(Collected data)
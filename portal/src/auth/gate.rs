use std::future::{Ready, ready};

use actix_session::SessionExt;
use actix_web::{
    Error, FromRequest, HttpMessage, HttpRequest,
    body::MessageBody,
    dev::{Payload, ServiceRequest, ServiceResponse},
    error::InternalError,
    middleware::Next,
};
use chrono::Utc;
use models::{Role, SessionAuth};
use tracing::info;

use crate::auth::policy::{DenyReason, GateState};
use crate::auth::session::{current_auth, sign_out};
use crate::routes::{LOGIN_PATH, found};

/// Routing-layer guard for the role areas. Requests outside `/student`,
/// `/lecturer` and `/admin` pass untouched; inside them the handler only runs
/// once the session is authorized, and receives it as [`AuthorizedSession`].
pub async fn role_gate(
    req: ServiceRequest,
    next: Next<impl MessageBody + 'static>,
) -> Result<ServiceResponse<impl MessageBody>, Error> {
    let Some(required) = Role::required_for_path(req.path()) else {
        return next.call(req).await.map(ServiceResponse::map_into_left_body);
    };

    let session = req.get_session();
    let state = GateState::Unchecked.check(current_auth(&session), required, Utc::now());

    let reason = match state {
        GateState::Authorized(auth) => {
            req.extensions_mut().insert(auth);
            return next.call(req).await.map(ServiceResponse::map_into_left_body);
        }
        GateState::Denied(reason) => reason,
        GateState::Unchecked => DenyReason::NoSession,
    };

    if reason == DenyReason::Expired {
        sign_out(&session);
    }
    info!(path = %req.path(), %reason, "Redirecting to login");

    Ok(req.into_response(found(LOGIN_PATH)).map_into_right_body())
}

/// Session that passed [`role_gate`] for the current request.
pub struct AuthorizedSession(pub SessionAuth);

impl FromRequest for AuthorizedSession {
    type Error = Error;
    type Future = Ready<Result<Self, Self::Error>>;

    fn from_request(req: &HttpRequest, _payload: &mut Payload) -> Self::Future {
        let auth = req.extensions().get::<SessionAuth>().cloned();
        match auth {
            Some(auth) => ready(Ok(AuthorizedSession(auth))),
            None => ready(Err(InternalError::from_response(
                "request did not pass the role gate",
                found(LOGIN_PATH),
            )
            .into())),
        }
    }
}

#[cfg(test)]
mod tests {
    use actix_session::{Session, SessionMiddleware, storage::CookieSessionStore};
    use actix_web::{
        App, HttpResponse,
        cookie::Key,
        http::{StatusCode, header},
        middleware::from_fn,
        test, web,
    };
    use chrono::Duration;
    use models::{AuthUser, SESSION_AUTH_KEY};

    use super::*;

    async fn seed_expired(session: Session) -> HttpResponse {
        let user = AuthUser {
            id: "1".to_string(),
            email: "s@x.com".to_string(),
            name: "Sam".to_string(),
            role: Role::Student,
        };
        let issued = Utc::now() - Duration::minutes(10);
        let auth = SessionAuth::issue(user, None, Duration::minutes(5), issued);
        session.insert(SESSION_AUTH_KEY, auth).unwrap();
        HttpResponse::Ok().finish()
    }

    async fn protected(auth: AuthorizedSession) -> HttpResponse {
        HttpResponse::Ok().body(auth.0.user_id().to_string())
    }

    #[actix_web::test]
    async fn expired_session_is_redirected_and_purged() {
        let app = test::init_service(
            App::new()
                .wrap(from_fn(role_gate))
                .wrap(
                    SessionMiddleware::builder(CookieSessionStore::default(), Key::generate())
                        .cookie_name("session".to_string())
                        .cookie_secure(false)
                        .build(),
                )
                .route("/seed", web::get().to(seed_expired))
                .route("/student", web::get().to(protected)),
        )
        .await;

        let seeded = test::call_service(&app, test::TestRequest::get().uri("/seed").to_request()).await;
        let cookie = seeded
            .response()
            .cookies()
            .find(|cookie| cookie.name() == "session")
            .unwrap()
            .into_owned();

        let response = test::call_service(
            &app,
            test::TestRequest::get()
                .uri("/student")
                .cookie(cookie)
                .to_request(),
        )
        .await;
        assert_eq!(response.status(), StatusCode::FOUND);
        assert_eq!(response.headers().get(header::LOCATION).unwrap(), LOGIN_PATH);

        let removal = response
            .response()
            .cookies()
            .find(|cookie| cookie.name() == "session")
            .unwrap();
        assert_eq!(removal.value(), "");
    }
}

--

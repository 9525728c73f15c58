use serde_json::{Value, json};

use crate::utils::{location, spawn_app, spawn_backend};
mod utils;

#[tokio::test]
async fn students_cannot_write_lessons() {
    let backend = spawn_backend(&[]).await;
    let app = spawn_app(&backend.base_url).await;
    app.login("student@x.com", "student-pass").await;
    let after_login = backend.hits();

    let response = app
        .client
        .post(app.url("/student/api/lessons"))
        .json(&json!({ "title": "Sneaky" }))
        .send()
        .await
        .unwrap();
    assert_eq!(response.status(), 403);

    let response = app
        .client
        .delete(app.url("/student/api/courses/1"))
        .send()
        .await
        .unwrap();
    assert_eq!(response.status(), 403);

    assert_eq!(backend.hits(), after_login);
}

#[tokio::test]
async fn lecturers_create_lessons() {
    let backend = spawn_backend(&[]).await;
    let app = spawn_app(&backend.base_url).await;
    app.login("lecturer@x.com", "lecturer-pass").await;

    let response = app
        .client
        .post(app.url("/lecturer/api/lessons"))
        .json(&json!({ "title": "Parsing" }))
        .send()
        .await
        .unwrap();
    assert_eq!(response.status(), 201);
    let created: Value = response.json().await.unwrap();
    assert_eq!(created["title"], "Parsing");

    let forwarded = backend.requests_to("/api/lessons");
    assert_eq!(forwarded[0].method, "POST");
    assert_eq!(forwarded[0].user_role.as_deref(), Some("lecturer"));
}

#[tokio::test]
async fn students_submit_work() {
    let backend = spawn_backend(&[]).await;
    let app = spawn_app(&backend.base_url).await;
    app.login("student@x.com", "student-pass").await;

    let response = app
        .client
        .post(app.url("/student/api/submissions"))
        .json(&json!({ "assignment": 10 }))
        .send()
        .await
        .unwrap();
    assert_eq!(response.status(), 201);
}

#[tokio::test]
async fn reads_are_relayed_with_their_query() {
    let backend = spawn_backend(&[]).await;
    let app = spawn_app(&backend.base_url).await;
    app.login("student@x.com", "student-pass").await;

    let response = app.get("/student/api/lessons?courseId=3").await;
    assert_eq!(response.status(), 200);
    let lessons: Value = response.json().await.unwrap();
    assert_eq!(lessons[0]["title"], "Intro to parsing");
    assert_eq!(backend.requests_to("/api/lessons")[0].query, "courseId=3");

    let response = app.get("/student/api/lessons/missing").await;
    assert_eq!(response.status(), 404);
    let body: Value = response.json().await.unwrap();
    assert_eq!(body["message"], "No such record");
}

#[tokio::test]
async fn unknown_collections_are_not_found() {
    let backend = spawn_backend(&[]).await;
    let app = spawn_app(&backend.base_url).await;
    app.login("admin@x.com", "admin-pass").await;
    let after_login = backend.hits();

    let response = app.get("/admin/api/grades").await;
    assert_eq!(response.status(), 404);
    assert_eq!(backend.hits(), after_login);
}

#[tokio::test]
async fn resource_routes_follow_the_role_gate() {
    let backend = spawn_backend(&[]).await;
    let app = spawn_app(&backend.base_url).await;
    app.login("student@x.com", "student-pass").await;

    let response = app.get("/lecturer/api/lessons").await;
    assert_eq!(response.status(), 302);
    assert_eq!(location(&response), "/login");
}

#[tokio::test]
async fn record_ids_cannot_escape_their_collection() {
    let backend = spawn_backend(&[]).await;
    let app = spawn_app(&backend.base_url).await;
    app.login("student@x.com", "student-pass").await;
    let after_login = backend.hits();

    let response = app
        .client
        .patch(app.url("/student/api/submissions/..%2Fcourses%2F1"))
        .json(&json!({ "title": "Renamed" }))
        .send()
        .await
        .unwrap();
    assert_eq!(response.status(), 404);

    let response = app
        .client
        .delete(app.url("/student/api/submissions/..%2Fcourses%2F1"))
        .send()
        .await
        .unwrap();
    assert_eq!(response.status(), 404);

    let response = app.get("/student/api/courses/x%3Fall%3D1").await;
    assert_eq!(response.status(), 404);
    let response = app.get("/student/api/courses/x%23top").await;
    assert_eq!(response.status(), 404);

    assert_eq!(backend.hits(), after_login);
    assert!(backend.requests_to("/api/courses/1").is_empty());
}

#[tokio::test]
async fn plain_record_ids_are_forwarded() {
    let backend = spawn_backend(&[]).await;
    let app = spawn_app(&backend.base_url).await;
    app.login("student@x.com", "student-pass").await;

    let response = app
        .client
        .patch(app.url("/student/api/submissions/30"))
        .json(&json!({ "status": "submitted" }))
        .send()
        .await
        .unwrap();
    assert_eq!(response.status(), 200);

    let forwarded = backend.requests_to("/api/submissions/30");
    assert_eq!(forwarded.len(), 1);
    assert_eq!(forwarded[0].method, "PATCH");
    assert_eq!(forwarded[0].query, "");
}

• What to do: Would you copy out every line in the records that includes the string "CookieSessionStore"?

• Answer space:
    use actix_session::{Session, SessionMiddleware, storage::CookieSessionStore};
                    SessionMiddleware::builder(CookieSessionStore::default(), Key::generate())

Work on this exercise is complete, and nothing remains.